AI/ML-Based Medical Devices
Korea was among the first regulators globally to issue dedicated AI/ML medical device guidance (initial guidance 2017; updated 2021, 2024).
Classification
Same SaMD grade criteria, with attention to:
- Whether AI output is used directly for clinical decisions (higher risk)
- Locked (static) vs adaptive (changing) algorithm
- Clinical consequence of an incorrect AI output
Key application requirements for 품목허가
- Algorithm description and validation data
- Training data characteristics and representativeness
- Test dataset performance metrics
- Explainability / transparency documentation
- Post-market performance monitoring plan
Post-market monitoring
MFDS requires ongoing monitoring of AI algorithm performance after approval, including: • Real-world performance monitoring against defined performance thresholds • Drift detection — monitoring for degradation in algorithm accuracy over time • Planned re-validation when significant data shifts occur or when performance thresholds are approached • Documentation and reporting of monitoring results to MFDS as required • Manufacturer must commit to algorithm updates or corrective actions if performance degrades below acceptable limits
Related pages
MFDS issued dedicated guidance documents: • Initial AI/ML Medical Device Guidance (2017) • Updated guidance (2021) • Most recent update (2024)

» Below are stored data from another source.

#![warn(clippy::all, clippy::pedantic)]

use crate::menu_types::{Menu, MenuOption};
use ratatui::{
    Frame,
    layout::{Alignment, Rect},
    style::{Modifier, Style},
    text::{Line, Span, Text},
    widgets::{Paragraph, Wrap},
};

/// Renders the main menu options
pub fn render_main_menu_options(f: &mut Frame, area: Rect, menu: &Menu) {
    let mut lines = Vec::new();
    for option in MenuOption::ALL {
        let style = if option == menu.selected_option {
            Style::default().add_modifier(Modifier::REVERSED)
        } else {
            Style::default()
        };
        lines.push(Line::from(vec![Span::styled(option.label(), style)]));
    }
    lines.push(Line::default());
    lines.push(Line::from("↑/↓ select · Enter confirm · Q quit"));

    let paragraph = Paragraph::new(Text::from(lines))
        .alignment(Alignment::Center)
        .wrap(Wrap { trim: true });
    f.render_widget(paragraph, area);
}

Manufacturers should consult the latest version on the MFDS website for current requirements.
For the latest AI/ML guidance requirements, manufacturers should: • Consult the MFDS website directly for current guidance versions • Review any device-specific annexes or technical guidance released after 2024 • Engage with MFDS via pre-submission consultation to clarify AI/ML-specific requirements for their device type
Note: The regulatory landscape for AI/ML devices continues to evolve; early engagement with MFDS is strongly recommended.